Les membres du Grand Conseil sont réunis dans un premier temps par quartier. L’élection dure toute la journée.

Etape 1 : tirage au sort. Trois bourses/sacs ont été préparées pour chaque quartier et pour chaque collège électoral (2 bourses pour les arts majeurs, 1 pour les arts mineurs) avec les noms des personnes qui pouvaient prétendre participer à la désignation des candidats (faire partie du Grand Conseil, être majeur, être à jour des devoirs de citoyens, être membre d’un Art…). En tout, on tirait au sort 108 personnes (3 par quartier pour chaque mandat à désigner).

Etape 2 : désignation des candidats à l’élection. Juste après le tirage au sort, chacun de ces tirés au sort proposait son candidat pour la Seigneurie en choisissant parmi les membres de Grand Conseil. Leurs candidats doivent habiter leur quartier et faire partie soit des Arts majeurs (6 « seigneurs + gonfalonier soit 7 postes à pourvoir) soit des Arts mineurs (2 postes), comme eux d’ailleurs.

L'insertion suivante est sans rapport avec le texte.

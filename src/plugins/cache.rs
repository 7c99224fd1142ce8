//! File-backed key-value cache used when no cache engine container is running.
//!
//! Semantics mirror the handful of engine commands the stack relies on:
//! `PING`, `SET`, `GET`, `DEL`. Values survive a close and reopen of the file,
//! which is what the local smoke target asserts.

use crate::core::broker::DbBroker;
use crate::core::error;
use crate::core::store::Store;
use rusqlite::{OptionalExtension, params};
use std::fs;

pub const CACHE_DB_SCHEMA: &str = "
    CREATE TABLE IF NOT EXISTS kv (
        key TEXT PRIMARY KEY,
        value TEXT NOT NULL,
        updated_at TEXT NOT NULL DEFAULT (strftime('%Y-%m-%dT%H:%M:%fZ', 'now'))
    );
";

pub struct LocalCache {
    store: Store,
    broker: DbBroker,
}

impl LocalCache {
    pub fn open(store: &Store) -> Result<Self, error::BoardstackError> {
        fs::create_dir_all(&store.root)?;
        let cache = Self {
            store: store.clone(),
            broker: DbBroker::new(&store.root),
        };
        cache
            .broker
            .with_conn(&store.cache_db(), "boardstack", "cache.init", |conn| {
                conn.execute_batch(CACHE_DB_SCHEMA)?;
                Ok(())
            })?;
        Ok(cache)
    }

    /// Returns `PONG` when the backing file is readable and writable.
    pub fn ping(&self) -> Result<String, error::BoardstackError> {
        self.broker
            .with_conn(&self.store.cache_db(), "boardstack", "cache.ping", |conn| {
                let _: i64 = conn.query_row("SELECT COUNT(*) FROM kv", [], |row| row.get(0))?;
                Ok("PONG".to_string())
            })
    }

    pub fn set(&self, key: &str, value: &str) -> Result<(), error::BoardstackError> {
        self.broker
            .with_conn(&self.store.cache_db(), "boardstack", "cache.set", |conn| {
                conn.execute(
                    "INSERT INTO kv(key, value) VALUES(?1, ?2)
                     ON CONFLICT(key) DO UPDATE SET
                        value = excluded.value,
                        updated_at = strftime('%Y-%m-%dT%H:%M:%fZ', 'now')",
                    params![key, value],
                )?;
                Ok(())
            })
    }

    pub fn get(&self, key: &str) -> Result<Option<String>, error::BoardstackError> {
        self.broker
            .with_conn(&self.store.cache_db(), "boardstack", "cache.get", |conn| {
                let value = conn
                    .query_row("SELECT value FROM kv WHERE key = ?1", [key], |row| row.get(0))
                    .optional()?;
                Ok(value)
            })
    }

    /// Returns whether the key existed.
    pub fn delete(&self, key: &str) -> Result<bool, error::BoardstackError> {
        self.broker
            .with_conn(&self.store.cache_db(), "boardstack", "cache.del", |conn| {
                let n = conn.execute("DELETE FROM kv WHERE key = ?1", [key])?;
                Ok(n > 0)
            })
    }
}
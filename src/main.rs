use colored::Colorize;

fn main() {
    if let Err(e) = boardstack::run() {
        eprintln!("{} {}", "error:".red().bold(), e);
        std::process::exit(1);
    }
}
//! Shared timestamp/event helpers for command envelopes.

use serde_json::Value as JsonValue;
use ulid::Ulid;

/// Returns unix-epoch seconds with `Z` suffix (e.g. `1771220592Z`).
pub fn now_epoch_z() -> String {
    format!("{}Z", now_epoch_secs())
}

pub fn now_epoch_secs() -> u64 {
    use std::time::{SystemTime, UNIX_EPOCH};
    SystemTime::now()
        .duration_since(UNIX_EPOCH)
        .unwrap_or_default()
        .as_secs()
}

pub fn new_event_id() -> String {
    Ulid::new().to_string()
}

/// Row identifiers share the event id format.
pub fn new_row_id() -> String {
    Ulid::new().to_string()
}

/// Standard command response envelope shape used across CLI surfaces.
pub fn command_envelope(cmd: &str, status: &str, extra: JsonValue) -> JsonValue {
    let mut base = serde_json::json!({
        "envelope_version": "1.0.0",
        "ts": now_epoch_z(),
        "event_id": new_event_id(),
        "cmd": cmd,
        "status": status
    });
    if let (Some(base_obj), Some(extra_obj)) = (base.as_object_mut(), extra.as_object()) {
        for (k, v) in extra_obj {
            base_obj.insert(k.clone(), v.clone());
        }
    }
    base
}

Etape 3 : élection. Puis tous les membres du Grand conseil procédaient au vote (non = fève blanche, oui = fève noire) pour chaque poste (9) et pour chaque nom proposé (12x9), en respectant le fait que chaque quartier devait avoir deux élus. Un notaire procédait le jour suivant au dépouillement. On conservait la personne qui avait reçu le plus grand nombre de fèves noires, à condition qu’il ait reçu au moins 50% des suffrages. Il fallait au moins 1000 votes. Sinon, on recommençait (!)

Pour les magistratures mineures, on se contentait d’un tirage au sort.

Pour les élèves, avec un peu de concentration car c'est compliqué, ils peuvent repérer le rôle souverain du Grand Conseil, le rôle de la Seigneurie comme organe du pouvoir exécutif, la séparation des pouvoir, les mandats courts et la collégialité des magistratures, le contrôle de l'action des magistrats.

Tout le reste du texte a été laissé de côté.